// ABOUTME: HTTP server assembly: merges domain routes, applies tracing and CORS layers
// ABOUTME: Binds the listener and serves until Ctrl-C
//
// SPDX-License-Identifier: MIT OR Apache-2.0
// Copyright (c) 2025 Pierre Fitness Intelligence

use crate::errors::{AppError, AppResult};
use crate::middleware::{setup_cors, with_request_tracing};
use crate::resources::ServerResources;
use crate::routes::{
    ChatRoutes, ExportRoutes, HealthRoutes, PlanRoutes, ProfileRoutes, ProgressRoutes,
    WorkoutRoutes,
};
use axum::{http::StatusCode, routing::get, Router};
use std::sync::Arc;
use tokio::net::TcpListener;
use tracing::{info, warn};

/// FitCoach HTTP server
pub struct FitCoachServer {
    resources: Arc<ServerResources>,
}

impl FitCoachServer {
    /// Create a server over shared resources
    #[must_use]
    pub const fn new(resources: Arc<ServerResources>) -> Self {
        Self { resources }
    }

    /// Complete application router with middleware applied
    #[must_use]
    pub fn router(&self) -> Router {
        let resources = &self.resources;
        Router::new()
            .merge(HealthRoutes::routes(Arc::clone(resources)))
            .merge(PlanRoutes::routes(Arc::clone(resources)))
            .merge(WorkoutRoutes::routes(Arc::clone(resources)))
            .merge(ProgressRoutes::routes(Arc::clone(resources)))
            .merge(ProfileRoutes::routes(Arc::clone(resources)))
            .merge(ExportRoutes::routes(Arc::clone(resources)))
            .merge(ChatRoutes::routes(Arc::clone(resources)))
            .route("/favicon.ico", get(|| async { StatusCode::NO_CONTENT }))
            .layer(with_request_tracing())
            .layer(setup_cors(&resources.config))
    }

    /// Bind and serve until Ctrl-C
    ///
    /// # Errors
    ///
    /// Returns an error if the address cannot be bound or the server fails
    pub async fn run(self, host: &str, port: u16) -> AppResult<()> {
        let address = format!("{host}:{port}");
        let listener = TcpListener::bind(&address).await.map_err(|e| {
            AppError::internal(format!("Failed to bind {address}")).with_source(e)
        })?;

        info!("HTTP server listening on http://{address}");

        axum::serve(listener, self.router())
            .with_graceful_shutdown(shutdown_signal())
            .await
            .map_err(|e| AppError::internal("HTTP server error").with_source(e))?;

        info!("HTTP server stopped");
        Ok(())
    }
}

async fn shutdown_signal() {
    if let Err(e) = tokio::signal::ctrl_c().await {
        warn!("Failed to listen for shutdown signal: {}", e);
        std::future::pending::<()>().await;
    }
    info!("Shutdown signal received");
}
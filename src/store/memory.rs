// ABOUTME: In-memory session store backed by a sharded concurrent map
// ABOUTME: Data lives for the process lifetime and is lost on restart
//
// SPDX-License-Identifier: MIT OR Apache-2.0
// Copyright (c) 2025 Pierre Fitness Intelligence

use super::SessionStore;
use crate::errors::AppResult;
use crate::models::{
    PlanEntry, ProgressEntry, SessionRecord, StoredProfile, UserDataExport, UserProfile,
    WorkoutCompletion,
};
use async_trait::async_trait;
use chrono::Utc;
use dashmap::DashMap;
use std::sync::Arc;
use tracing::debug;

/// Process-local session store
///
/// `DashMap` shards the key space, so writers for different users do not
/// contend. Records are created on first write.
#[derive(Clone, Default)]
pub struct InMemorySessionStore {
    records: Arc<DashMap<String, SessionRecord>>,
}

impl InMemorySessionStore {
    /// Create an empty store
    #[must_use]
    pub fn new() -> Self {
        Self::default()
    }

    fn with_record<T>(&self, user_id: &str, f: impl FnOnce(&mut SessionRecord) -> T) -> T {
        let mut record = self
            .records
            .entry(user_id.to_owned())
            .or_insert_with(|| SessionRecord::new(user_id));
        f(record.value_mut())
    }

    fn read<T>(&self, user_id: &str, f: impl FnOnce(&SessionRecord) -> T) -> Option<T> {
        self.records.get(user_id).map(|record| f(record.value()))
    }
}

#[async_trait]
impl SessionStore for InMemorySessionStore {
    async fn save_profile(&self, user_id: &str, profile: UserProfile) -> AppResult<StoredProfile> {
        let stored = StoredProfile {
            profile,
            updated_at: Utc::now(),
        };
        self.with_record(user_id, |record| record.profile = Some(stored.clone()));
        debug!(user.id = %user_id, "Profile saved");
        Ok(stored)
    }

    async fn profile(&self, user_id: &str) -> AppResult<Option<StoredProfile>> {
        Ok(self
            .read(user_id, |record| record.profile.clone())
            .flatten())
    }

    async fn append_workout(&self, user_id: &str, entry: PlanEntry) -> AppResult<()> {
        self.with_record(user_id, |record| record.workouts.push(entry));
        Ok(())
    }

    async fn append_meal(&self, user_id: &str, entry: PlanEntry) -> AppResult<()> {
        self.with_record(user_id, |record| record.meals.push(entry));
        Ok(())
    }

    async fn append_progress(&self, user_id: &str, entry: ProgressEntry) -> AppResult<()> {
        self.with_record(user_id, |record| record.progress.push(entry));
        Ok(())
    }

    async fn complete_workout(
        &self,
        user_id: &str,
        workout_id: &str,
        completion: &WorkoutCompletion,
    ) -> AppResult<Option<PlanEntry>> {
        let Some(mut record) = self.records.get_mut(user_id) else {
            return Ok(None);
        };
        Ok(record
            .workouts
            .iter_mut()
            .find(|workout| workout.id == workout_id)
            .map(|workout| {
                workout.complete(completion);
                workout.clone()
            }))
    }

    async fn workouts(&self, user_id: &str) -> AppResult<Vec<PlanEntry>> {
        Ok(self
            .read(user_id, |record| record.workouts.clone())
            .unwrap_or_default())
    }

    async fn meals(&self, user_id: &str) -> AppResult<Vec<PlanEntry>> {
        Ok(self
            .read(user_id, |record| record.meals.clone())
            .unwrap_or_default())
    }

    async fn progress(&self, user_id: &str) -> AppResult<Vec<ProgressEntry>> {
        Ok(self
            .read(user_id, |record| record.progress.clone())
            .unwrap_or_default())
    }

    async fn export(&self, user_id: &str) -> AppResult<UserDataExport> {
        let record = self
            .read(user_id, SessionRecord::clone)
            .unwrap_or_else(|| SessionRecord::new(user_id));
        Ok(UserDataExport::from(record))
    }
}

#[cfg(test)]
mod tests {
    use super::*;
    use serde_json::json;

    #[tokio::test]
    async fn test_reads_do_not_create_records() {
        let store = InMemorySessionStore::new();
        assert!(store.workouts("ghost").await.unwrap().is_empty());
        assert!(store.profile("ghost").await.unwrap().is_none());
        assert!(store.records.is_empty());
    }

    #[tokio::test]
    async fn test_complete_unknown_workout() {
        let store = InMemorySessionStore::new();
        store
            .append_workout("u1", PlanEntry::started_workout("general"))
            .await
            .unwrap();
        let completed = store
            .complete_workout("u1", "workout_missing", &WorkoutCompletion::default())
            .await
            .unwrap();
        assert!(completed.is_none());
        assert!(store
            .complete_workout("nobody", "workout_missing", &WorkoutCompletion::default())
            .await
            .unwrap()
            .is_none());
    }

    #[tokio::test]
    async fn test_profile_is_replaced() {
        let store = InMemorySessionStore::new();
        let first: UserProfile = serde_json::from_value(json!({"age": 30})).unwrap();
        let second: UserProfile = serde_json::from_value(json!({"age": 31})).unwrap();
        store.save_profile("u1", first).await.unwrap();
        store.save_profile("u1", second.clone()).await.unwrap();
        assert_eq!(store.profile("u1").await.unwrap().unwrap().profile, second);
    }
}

++++++++

**Task description**
Exact reproduction is required. Give the lines of the data from its first line through the line containing "the server fails", and no others.

**Answer area**
// ABOUTME: HTTP server assembly: merges domain routes, applies tracing and CORS layers
// ABOUTME: Binds the listener and serves until Ctrl-C
//
// SPDX-License-Identifier: MIT OR Apache-2.0
// Copyright (c) 2025 Pierre Fitness Intelligence

use crate::errors::{AppError, AppResult};
use crate::middleware::{setup_cors, with_request_tracing};
use crate::resources::ServerResources;
use crate::routes::{
    ChatRoutes, ExportRoutes, HealthRoutes, PlanRoutes, ProfileRoutes, ProgressRoutes,
    WorkoutRoutes,
};
use axum::{http::StatusCode, routing::get, Router};
use std::sync::Arc;
use tokio::net::TcpListener;
use tracing::{info, warn};

/// FitCoach HTTP server
pub struct FitCoachServer {
    resources: Arc<ServerResources>,
}

impl FitCoachServer {
    /// Create a server over shared resources
    #[must_use]
    pub const fn new(resources: Arc<ServerResources>) -> Self {
        Self { resources }
    }

    /// Complete application router with middleware applied
    #[must_use]
    pub fn router(&self) -> Router {
        let resources = &self.resources;
        Router::new()
            .merge(HealthRoutes::routes(Arc::clone(resources)))
            .merge(PlanRoutes::routes(Arc::clone(resources)))
            .merge(WorkoutRoutes::routes(Arc::clone(resources)))
            .merge(ProgressRoutes::routes(Arc::clone(resources)))
            .merge(ProfileRoutes::routes(Arc::clone(resources)))
            .merge(ExportRoutes::routes(Arc::clone(resources)))
            .merge(ChatRoutes::routes(Arc::clone(resources)))
            .route("/favicon.ico", get(|| async { StatusCode::NO_CONTENT }))
            .layer(with_request_tracing())
            .layer(setup_cors(&resources.config))
    }

    /// Bind and serve until Ctrl-C
    ///
    /// # Errors
    ///
    /// Returns an error if the address cannot be bound or the server fails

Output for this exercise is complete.